Under the agreement, Anthropic will run production-scale workloads on CoreWeave’s platform, leveraging its distributed GPU infrastructure for model training and inference. The collaboration will roll out in phases, with the potential to expand over time as demand for Claude-based applications grows across enterprise and developer ecosystems.
CoreWeave said the addition of Anthropic means nine of the top ten AI model providers now rely on its platform, highlighting strong demand for specialized AI cloud infrastructure optimized for high-performance workloads. The company continues to position its platform around performance, efficiency, and reliability benchmarks tailored to large-scale AI deployments.
• Multi-year agreement to support Anthropic’s Claude AI models
• Compute capacity to come online beginning later in 2026
• Focus on production-scale training and inference workloads
• Phased infrastructure rollout with potential expansion over time
• CoreWeave now supports 9 of the top 10 AI model providers
“AI is no longer just about infrastructure, it’s about the platforms that turn models into real-world impact,” said Michael Intrator, Co-founder, CEO and Chairman of CoreWeave. “We’re excited to work with Anthropic at the center of where models are put to work and performance in production shows up. It’s exactly the kind of real-world deployment of AI that CoreWeave was built for.”

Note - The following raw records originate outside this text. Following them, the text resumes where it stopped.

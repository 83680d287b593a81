use crate::error::ProviderError;
use crate::local_llm::{GenerateRequest, LlmGenerator};
use crate::models::{Completion, ProviderId};
use crate::providers::{send_with_retry, AdapterConfig, ProviderAdapter};
use std::sync::Arc;
use std::time::Duration;

/// Adapter that lets the local LLM participate as an ordinary provider.
pub struct LocalAdapter {
    config: AdapterConfig,
    llm: Arc<dyn LlmGenerator>,
}

impl LocalAdapter {
    pub fn new(config: AdapterConfig, llm: Arc<dyn LlmGenerator>) -> Self {
        Self { config, llm }
    }
}

#[async_trait::async_trait]
impl ProviderAdapter for LocalAdapter {
    fn provider(&self) -> ProviderId {
        ProviderId::Local
    }

    async fn send(&self, prompt: &str, deadline: Duration) -> Result<Completion, ProviderError> {
        send_with_retry(
            self.config.max_retries,
            self.config.retry_delay,
            deadline,
            || async {
                let generation = self
                    .llm
                    .generate(GenerateRequest::new(prompt).with_max_tokens(2000))
                    .await?;
                Ok(generation.text)
            },
        )
        .await
    }
}
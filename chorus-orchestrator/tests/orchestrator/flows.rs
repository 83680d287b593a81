//! End-to-end flows through the dispatcher: fan-out, refinement, failure
//! isolation, load balancing, deadlines and synthesis.

use crate::support::{good_colors_json, harness, CannedLlm, ScriptedAdapter};
use chorus_orchestrator::dispatcher::ExecuteRequest;
use chorus_orchestrator::records::{ExecutionMode, ResponseStatus};
use chorus_orchestrator::sessions::SessionState;
use chorus_orchestrator::synthesis::SynthesisStrategy;
use chorus_providers::{ExpectedSchema, OutputFormat, ProviderError, ProviderId};
use std::sync::{Arc, Mutex};
use std::time::{Duration, Instant};

fn colors_schema() -> ExpectedSchema {
    ExpectedSchema::structured([("colors", Some("[]"))])
}

#[tokio::test]
async fn single_provider_json_success() {
    let adapter = ScriptedAdapter::repeating(ProviderId::Claude, &good_colors_json());
    let h = harness(vec![Arc::new(adapter)], 2, None).await;

    let record = h
        .dispatcher
        .execute(
            ExecuteRequest::new(
                "list three primary colors",
                vec![ProviderId::Claude],
                colors_schema(),
                OutputFormat::Json,
            )
            .with_mode(ExecutionMode::Parallel)
            .with_quality_threshold(0.8)
            .with_max_refinements(3),
        )
        .await;

    let response = &record.responses[&ProviderId::Claude];
    assert_eq!(response.status, ResponseStatus::Completed);
    assert!(response.refinement_count <= 1);

    let parsed = response.parsed_value.as_ref().expect("parsed JSON value");
    let colors = parsed["colors"].as_array().expect("colors array");
    assert_eq!(colors.len(), 3);

    assert!((record.success_rate - 1.0).abs() < 1e-9);
    assert!(record.execution_time_seconds >= 0.0);
    assert!(record.completed_at.is_some());
}

#[tokio::test]
async fn refinement_recovers_malformed_json() {
    let adapter = ScriptedAdapter::new(
        ProviderId::Claude,
        vec![
            Ok("Here you go: { \"colors\": [\"red\",\"green\",\"blue\"] }".to_string()),
            Ok("{\"colors\": [\"red\",\"green\",\"blue\"]}".to_string()),
        ],
    );
    let h = harness(vec![Arc::new(adapter)], 2, None).await;

    let record = h
        .dispatcher
        .execute(
            ExecuteRequest::new(
                "list three primary colors",
                vec![ProviderId::Claude],
                colors_schema(),
                OutputFormat::Json,
            )
            .with_quality_threshold(0.7)
            .with_max_refinements(3),
        )
        .await;

    let response = &record.responses[&ProviderId::Claude];
    assert_eq!(response.status, ResponseStatus::Completed);
    assert_eq!(response.refinement_count, 1);

    // The refinement attempt went through the store with its trigger.
    let stats = h
        .dispatcher
        .persistence()
        .refinement_statistics()
        .await
        .unwrap();
    assert_eq!(stats.refined_requests, 1);
    assert_eq!(stats.common_triggers[0].0, "format_mismatch");
}

#[tokio::test]
async fn fact_check_synthesis_on_disagreement() {
    let rich = |claim: &str| {
        format!(
            "{claim}. The outlook is detailed here at length: {}",
            "market conditions are shifting and analysts are watching closely. ".repeat(4)
        )
    };
    let claude = ScriptedAdapter::repeating(ProviderId::Claude, &rich("prices will increase"));
    let gemini = ScriptedAdapter::repeating(ProviderId::Gemini, &rich("prices will decrease"));
    let h = harness(
        vec![Arc::new(claude), Arc::new(gemini)],
        2,
        Some(Arc::new(CannedLlm)),
    )
    .await;

    let record = h
        .dispatcher
        .execute(
            ExecuteRequest::new(
                "what will prices do next quarter",
                vec![ProviderId::Claude, ProviderId::Gemini],
                ExpectedSchema::freeform("a market outlook", vec!["prices".to_string()]),
                OutputFormat::StructuredText,
            )
            .with_quality_threshold(0.6)
            .with_max_refinements(2),
        )
        .await;

    assert!((record.success_rate - 1.0).abs() < 1e-9);
    let synthesis = record.synthesis.expect("synthesis result");
    assert_eq!(synthesis.strategy, SynthesisStrategy::FactCheck);

    assert!(!synthesis.contradictions.is_empty());
    let named: Vec<ProviderId> = synthesis
        .contradictions
        .iter()
        .flat_map(|c| [c.provider_a, c.provider_b])
        .collect();
    assert!(named.contains(&ProviderId::Claude));
    assert!(named.contains(&ProviderId::Gemini));

    assert_eq!(synthesis.contributions.len(), 2);
    let contribution_sum: f64 = synthesis.contributions.values().sum();
    assert!((contribution_sum - 1.0).abs() < 1e-6);
    // Two contradictions outweigh the agreement bonus, so overall
    // confidence lands strictly under the per-answer mean (~0.98 here).
    assert!(synthesis.overall_confidence < 0.9);
}

#[tokio::test]
async fn load_balancing_picks_fastest_healthy_provider() {
    let call_log = Arc::new(Mutex::new(Vec::<(ProviderId, Instant)>::new()));
    let adapters: Vec<Arc<dyn chorus_providers::ProviderAdapter>> = vec![
        Arc::new(
            ScriptedAdapter::repeating(ProviderId::Claude, &good_colors_json())
                .with_delay(Duration::from_millis(200))
                .with_call_log(Arc::clone(&call_log)),
        ),
        Arc::new(
            ScriptedAdapter::repeating(ProviderId::Gemini, &good_colors_json())
                .with_delay(Duration::from_millis(200))
                .with_call_log(Arc::clone(&call_log)),
        ),
        Arc::new(
            ScriptedAdapter::repeating(ProviderId::Perplexity, &good_colors_json())
                .with_delay(Duration::from_millis(200))
                .with_call_log(Arc::clone(&call_log)),
        ),
    ];
    let h = harness(adapters, 1, None).await;

    // Seed history: Claude 1s / 0.95, Gemini 5s / 0.9, Perplexity 15s / 0.5.
    let seed = [
        (ProviderId::Claude, 1.0, [true, true, true, true]),
        (ProviderId::Gemini, 5.0, [true, true, true, false]),
        (ProviderId::Perplexity, 15.0, [true, false, false, false]),
    ];
    for (provider, seconds, outcomes) in seed {
        for success in outcomes {
            let token = h.dispatcher.registry().acquire(provider).unwrap();
            h.dispatcher.registry().release(
                token,
                chorus_orchestrator::sessions::CallOutcome {
                    success,
                    response_time: seconds,
                },
            );
        }
    }

    // One request: the fastest healthy provider goes first.
    let record = h
        .dispatcher
        .execute(
            ExecuteRequest::new(
                "list three primary colors",
                vec![
                    ProviderId::Claude,
                    ProviderId::Gemini,
                    ProviderId::Perplexity,
                ],
                colors_schema(),
                OutputFormat::Json,
            )
            .with_mode(ExecutionMode::LoadBalanced)
            .with_quality_threshold(0.8)
            .with_max_refinements(1)
            .with_deadline(Duration::from_secs(30)),
        )
        .await;
    assert_eq!(record.responses.len(), 3);
    {
        let log = call_log.lock().unwrap();
        assert_eq!(log[0].0, ProviderId::Claude);
    }
    call_log.lock().unwrap().clear();

    // A three-request burst with max_concurrent = 1: the first pick of each
    // execution lands on a different provider.
    let mut handles = Vec::new();
    for i in 0..3u64 {
        let dispatcher = Arc::clone(&h.dispatcher);
        handles.push(tokio::spawn(async move {
            tokio::time::sleep(Duration::from_millis(40 * i)).await;
            dispatcher
                .execute(
                    ExecuteRequest::new(
                        "list three primary colors",
                        vec![
                            ProviderId::Claude,
                            ProviderId::Gemini,
                            ProviderId::Perplexity,
                        ],
                        ExpectedSchema::structured([("colors", Some("[]"))]),
                        OutputFormat::Json,
                    )
                    .with_mode(ExecutionMode::LoadBalanced)
                    .with_quality_threshold(0.8)
                    .with_max_refinements(1)
                    .with_deadline(Duration::from_secs(30)),
                )
                .await
        }));
    }
    for handle in handles {
        let record = handle.await.unwrap();
        assert_eq!(record.responses.len(), 3);
    }

    let log = call_log.lock().unwrap();
    let first_three: std::collections::HashSet<ProviderId> =
        log.iter().take(3).map(|(provider, _)| *provider).collect();
    assert_eq!(first_three.len(), 3, "burst spread over all providers");
    assert_eq!(log[0].0, ProviderId::Claude);
}

#[tokio::test]
async fn deadline_is_honoured_with_no_session_left_busy() {
    let adapter = ScriptedAdapter::repeating(ProviderId::Gemini, &good_colors_json())
        .with_delay(Duration::from_secs(10));
    let h = harness(vec![Arc::new(adapter)], 2, None).await;

    let started = Instant::now();
    let record = h
        .dispatcher
        .execute(
            ExecuteRequest::new(
                "slow question",
                vec![ProviderId::Gemini],
                colors_schema(),
                OutputFormat::Json,
            )
            .with_max_refinements(3)
            .with_deadline(Duration::from_secs(2)),
        )
        .await;
    let elapsed = started.elapsed();

    assert!(elapsed >= Duration::from_millis(1800));
    assert!(elapsed <= Duration::from_millis(2400));

    let response = &record.responses[&ProviderId::Gemini];
    assert_eq!(response.status, ResponseStatus::Failed);
    assert_eq!(response.error.as_deref(), Some("timeout"));
    assert_eq!(record.success_rate, 0.0);

    let session = h
        .dispatcher
        .registry()
        .snapshot(ProviderId::Gemini)
        .unwrap();
    assert_ne!(session.state, SessionState::Busy);
    assert_eq!(session.current_load, 0);
}

#[tokio::test]
async fn auth_error_aborts_only_its_controller() {
    let claude = ScriptedAdapter::repeating(ProviderId::Claude, &good_colors_json());
    let perplexity = ScriptedAdapter::repeating(ProviderId::Perplexity, &good_colors_json());
    let gemini = ScriptedAdapter::new(
        ProviderId::Gemini,
        vec![Err(ProviderError::Auth {
            message: "credentials rejected".to_string(),
        })],
    );
    let h = harness(
        vec![Arc::new(claude), Arc::new(gemini), Arc::new(perplexity)],
        2,
        None,
    )
    .await;

    let record = h
        .dispatcher
        .execute(
            ExecuteRequest::new(
                "list three primary colors",
                vec![
                    ProviderId::Claude,
                    ProviderId::Gemini,
                    ProviderId::Perplexity,
                ],
                colors_schema(),
                OutputFormat::Json,
            )
            .with_quality_threshold(0.8)
            .with_max_refinements(3),
        )
        .await;

    let gemini_response = &record.responses[&ProviderId::Gemini];
    assert_eq!(gemini_response.status, ResponseStatus::Failed);
    assert_eq!(gemini_response.error.as_deref(), Some("auth"));
    assert_eq!(gemini_response.refinement_count, 0);

    for provider in [ProviderId::Claude, ProviderId::Perplexity] {
        assert_eq!(
            record.responses[&provider].status,
            ResponseStatus::Completed
        );
    }
    assert!((record.success_rate - 2.0 / 3.0).abs() < 1e-9);

    let synthesis = record.synthesis.expect("synthesis result");
    assert_eq!(synthesis.contributions.len(), 2);
    assert!(!synthesis.contributions.contains_key(&ProviderId::Gemini));
    let contribution_sum: f64 = synthesis.contributions.values().sum();
    assert!((contribution_sum - 1.0).abs() < 1e-6);

    // No refinement attempts were recorded for the aborted provider.
    let stats = h
        .dispatcher
        .persistence()
        .refinement_statistics()
        .await
        .unwrap();
    assert_eq!(stats.refined_requests, 0);
}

🌐 Analysis: The Anthropic agreement follows closely on CoreWeave’s $21 billion infrastructure deal with Meta Platforms, Inc. announced one day earlier, underscoring the company’s rapid expansion as a neutral AI cloud provider. Together, the deals highlight a bifurcation in the AI infrastructure market: hyperscalers like Meta continue to build internal capacity while simultaneously relying on external providers such as CoreWeave to accelerate deployment timelines. This dual-track strategy is also evident across the industry, where leading model developers increasingly adopt a mix of owned and outsourced GPU infrastructure to meet surging demand for both training and inference at scale.